Morgans L F, Burns E R
Oncology. 1984;41(2):135-9. doi: 10.1159/000225808.
A single dose of 50 mg/kg of cyclophosphamide (cytoxan or CTX) was given to non-tumor-bearing mice and to mice bearing the Ehrlich ascites carcinoma (EAC). Circadian profiles in mitotic index and/or DNA-synthetic activity (DNA-SA: incorporation of tritiated thymidine into chemically isolated DNA) were monitored in normal organs and in the EAC. Mice were standardized to and kept on a 12 h: 12 h light-dark cycle with light from 06.00 to 18.00 h (CST or central standard time). In non-tumor-bearing mice, CTX at 05.00 h was more disruptive of the normal circadian profiles than was CTX at 17.00 h. CTX at 17.00 h was selected as the treatment to attempt to induce changes in DNA-SA of the EAC but concomitantly preserve the normal phasing of the circadian rhythms in the normal organs. Except for the bone marrow, CTX at 17.00 h did not perturb the normal circadian patterns in the normal organs (cornea, tongue, spleen, liver, ileum, rectum) of the EAC-bearing mice. CTX did cause a significant and prolonged inhibition of DNA-SA in the EAC. However, CTX-treated, EAC-bearing mice did not live significantly longer than saline-treated EAC-bearing mice.

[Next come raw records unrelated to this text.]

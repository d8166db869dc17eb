use dioxus::prelude::*;
use dioxus_router::Router;

use crate::routes::Route;

#[component]
pub fn App() -> Element {
    rsx! {
        document::Stylesheet { href: asset!("/assets/style.css") }

        // Stable OS/window title. Per-view headings are rendered in the content pane.
        document::Title { "Tempo" }

        // A single root container for global layout CSS hooks.
        div { class: "app-root",
            ErrorBoundary {
                handle_error: |errors: ErrorContext| rsx! {
                    div { class: "fatal",
                        h1 { "Something went wrong" }
                        pre { "{errors:?}" }
                    }
                },
                Router::<Route> {}
            }
        }
    }
}
use thiserror::Error;

//
// ─── ERRORS ───────────────────────────────────────────────────────────────────
//

/// Errors that can occur when decoding persisted answers.
#[derive(Debug, Error, Clone, PartialEq, Eq)]
pub enum AnswerError {
    #[error("invalid answer code: {0}")]
    InvalidCode(u8),
}

//
// ─── ANSWER ───────────────────────────────────────────────────────────────────
//

/// A respondent's choice for a single yes/no question.
///
/// Unanswered questions are represented as `Option::<Answer>::None`; only a
/// chosen answer ever reaches the results file, as its numeric code:
/// - `No`: serialized as 0
/// - `Yes`: serialized as 1
#[derive(Debug, Clone, Copy, PartialEq, Eq)]
pub enum Answer {
    No,
    Yes,
}

impl Answer {
    /// Converts a persisted numeric code (0 or 1) to an `Answer`.
    ///
    /// # Errors
    ///
    /// Returns `AnswerError::InvalidCode` if the value is not 0 or 1.
    pub fn from_u8(value: u8) -> Result<Self, AnswerError> {
        match value {
            0 => Ok(Self::No),
            1 => Ok(Self::Yes),
            _ => Err(AnswerError::InvalidCode(value)),
        }
    }

    /// Maps this answer to its persisted numeric code.
    #[must_use]
    pub fn as_u8(self) -> u8 {
        match self {
            Answer::No => 0,
            Answer::Yes => 1,
        }
    }
}

//
// ─── TESTS ─────────────────────────────────────────────────────────────────────
//

#[cfg(test)]
mod tests {
    use super::*;

    #[test]
    fn numeric_code_conversion_works() {
        assert_eq!(Answer::from_u8(0).unwrap(), Answer::No);
        assert_eq!(Answer::from_u8(1).unwrap(), Answer::Yes);
        let err = Answer::from_u8(7).unwrap_err();
        assert!(matches!(err, AnswerError::InvalidCode(7)));
    }

    #[test]
    fn code_mapping_round_trips() {
        assert_eq!(Answer::No.as_u8(), 0);
        assert_eq!(Answer::Yes.as_u8(), 1);
        assert_eq!(Answer::from_u8(Answer::Yes.as_u8()).unwrap(), Answer::Yes);
    }
}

给无肿瘤小鼠和携带艾氏腹水癌(EAC)的小鼠单次注射50mg/kg环磷酰胺(环磷酰铵或CTX)。监测正常器官和EAC中丝分裂指数和/或DNA合成活性[DNA-SA:将氚标记的胸腺嘧啶核苷掺入化学分离的DNA中]的昼夜变化情况。将小鼠标准化并维持在12小时:12小时的明暗循环中,光照时间为06:00至18:00(中部标准时间或CST)。在无肿瘤小鼠中,05:00给予CTX比17:00给予CTX对正常昼夜变化的干扰更大。选择17:00给予CTX进行治疗,试图诱导EAC的DNA-SA发生变化,但同时保持正常器官昼夜节律的正常相位。除骨髓外,17:00给予CTX并未扰乱携带EAC小鼠正常器官(角膜、舌、脾、肝、回肠、直肠)的正常昼夜模式。CTX确实导致EAC中DNA-SA受到显著且持久的抑制。然而,经CTX治疗的携带EAC的小鼠并不比经盐水治疗的携带EAC的小鼠存活时间显著延长。